Some people are more observant than others, I like to think I’m a fairly observant person when it comes to noticing appearances (I know, I’m rather shallow). Anyway, what I’m trying to say is we all have similar features nation wise. Australians – well we have pretty leathery skin, we tend to have sun spots and we often walk with either a lazy or cocky gate. The Americans – well I’ll state the obvious they are fat and a young American girl just look s so American! – you all know what I mean, they walk with sky high confidence, look older than their years and have the whitest of teeth and broadest of smiles. The average American tends to wear ill fitted clothes and outdated tracksuits. The French tend to have thin lips, small frames and effortless minimalist style. And those from the UK – fair skinned, dress conservative but well, have distinct mouths and yes the stereotype seems to be true – they tend to have bad teeth (A weakness that often vexes me). So purely based on appearance picking the European from the American, the Italian from the Greek, the Chinese from the Korean is really rather easy. You can notice these similarities after you have travelled. Jumping from country to country you begin to find the likely features of a local. Just stop and watch and you will see the likely suspects.
Back to the disgusting truth of my preference towards the English accent. I notice it everywhere I go, in every action I take, in every decision I make. I work as a receptionist at a medical centre. Someone calls for an appointment, we are kind of full but then I hear his accent and I kindly book him in… An ugly looking man walks through the doors – I label him ugly and then he speaks and suddenly he is just normal looking. I book a meeting time for someone over the phone after sitting at my desk bored out of hell and suddenly his accent across the line perks me up and just like that my day has been made. My top 10 actors are almost all from the UK (I could write sonnets, poems, songs, heck even essays on Bear Grylls). No seriously, that is how bad it is, that is how sordid my mind is. The brain is a mysterious organ and mine must have been wired by one dumb little naïve girl.

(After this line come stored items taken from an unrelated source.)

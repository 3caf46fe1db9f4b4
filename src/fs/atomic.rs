//! Atomic file output for episodic.
//!
//! Episode files can be large and are produced incrementally, so output is
//! streamed into a temporary sibling (`.{filename}.tmp`) and only renamed
//! over the target once everything has been written and synced. A run that
//! fails halfway leaves any previous output untouched.
//!
//! Source and destination share a directory, so the final `rename()` stays
//! on one filesystem. `std::fs::rename` replaces an existing target on both
//! POSIX and Windows.

use crate::error::{EpisodicError, Result};
use std::fs::{self, File};
use std::io::{BufWriter, Write};
use std::path::{Path, PathBuf};

/// A file being written that only appears at its target path on `commit`.
///
/// Dropping an uncommitted `AtomicFile` removes the temporary file.
pub struct AtomicFile {
    target: PathBuf,
    temp_path: PathBuf,
    writer: Option<BufWriter<File>>,
}

impl AtomicFile {
    /// Start writing to `path`.
    ///
    /// Missing parent directories are created.
    pub fn create<P: AsRef<Path>>(path: P) -> Result<Self> {
        let target = path.as_ref().to_path_buf();

        if let Some(parent) = target.parent()
            && !parent.as_os_str().is_empty()
            && !parent.exists()
        {
            fs::create_dir_all(parent).map_err(|e| {
                EpisodicError::Io(format!(
                    "failed to create parent directory '{}': {}",
                    parent.display(),
                    e
                ))
            })?;
        }

        let temp_path = generate_temp_path(&target)?;
        let file = File::create(&temp_path).map_err(|e| {
            EpisodicError::Io(format!(
                "failed to create temporary file '{}': {}",
                temp_path.display(),
                e
            ))
        })?;

        Ok(Self {
            target,
            temp_path,
            writer: Some(BufWriter::new(file)),
        })
    }

    /// Flush, sync, and move the file into place.
    pub fn commit(mut self) -> Result<()> {
        let Some(writer) = self.writer.take() else {
            return Err(EpisodicError::Io("atomic file already closed".to_string()));
        };

        let file = writer.into_inner().map_err(|e| {
            EpisodicError::Io(format!("failed to flush temporary file: {}", e.error()))
        })?;

        file.sync_all().map_err(|e| {
            EpisodicError::Io(format!("failed to sync temporary file to disk: {}", e))
        })?;
        drop(file);

        fs::rename(&self.temp_path, &self.target).map_err(|e| {
            EpisodicError::Io(format!(
                "failed to atomically replace '{}': {}",
                self.target.display(),
                e
            ))
        })?;

        // Persist the directory entry too.
        #[cfg(unix)]
        if let Some(parent) = self.target.parent()
            && let Ok(dir) = File::open(parent)
        {
            let _ = dir.sync_all();
        }

        Ok(())
    }
}

impl Write for AtomicFile {
    fn write(&mut self, buf: &[u8]) -> std::io::Result<usize> {
        match self.writer.as_mut() {
            Some(w) => w.write(buf),
            None => Err(std::io::Error::other("atomic file already closed")),
        }
    }

    fn flush(&mut self) -> std::io::Result<()> {
        match self.writer.as_mut() {
            Some(w) => w.flush(),
            None => Ok(()),
        }
    }
}

impl Drop for AtomicFile {
    fn drop(&mut self) {
        if self.writer.take().is_some() || self.temp_path.exists() {
            let _ = fs::remove_file(&self.temp_path);
        }
    }
}

/// Atomically write a string to a file.
pub fn atomic_write_file<P: AsRef<Path>>(path: P, content: &str) -> Result<()> {
    let mut file = AtomicFile::create(path)?;
    file.write_all(content.as_bytes())
        .map_err(|e| EpisodicError::Io(format!("failed to write to temporary file: {}", e)))?;
    file.commit()
}

/// Generate a temporary file path in the same directory as the target.
fn generate_temp_path(target: &Path) -> Result<PathBuf> {
    let parent = target.parent().unwrap_or(Path::new("."));
    let filename = target
        .file_name()
        .and_then(|n| n.to_str())
        .ok_or_else(|| {
            EpisodicError::UserError(format!("invalid output path '{}'", target.display()))
        })?;

    Ok(parent.join(format!(".{}.tmp", filename)))
}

I pigeon hole almost everyone I see and I know how bad it is but I simply find it entertaining, I find it amusing, I find it relatively healthy. I would never force it on them and when it came to tough life decisions off course I would never, ever let my prejudices override what is right. (As an Asian, I have no patience for racism and I utterly, outrageously detest it – now that is a topic I could seriously write some fiery essays on!)
Recently though I have come to except my slight insanity and I am learning to embrace by obsessions and unceremonious passions (no matter how trivial). It is part of who I am, it is a part of my story, it contributes to my life, it is what helps drive the mind and soul. What is life without a little fanciful fantasy? Without a little daring opinion or passionate thinking? I don’t exactly think it would be a life well lived. On the whole I am actually really grounded (although some would think I’m cheating myself), I am very much all about the reality despite my rants and delusions of grandeur – I do know the difference between reality and dreams (but that can wait for another entry).
Reading back on this, maybe this didn’t belong out there in the cyber world, maybe I should have kept this to the humble pages of a private journal. But then I guess what is the point in writing something if no one else is going to enjoy it, judge it, laugh at it and disapprove of it? Keeping something private is just for self indulgence really, sharing it with the public; then it is self improvement.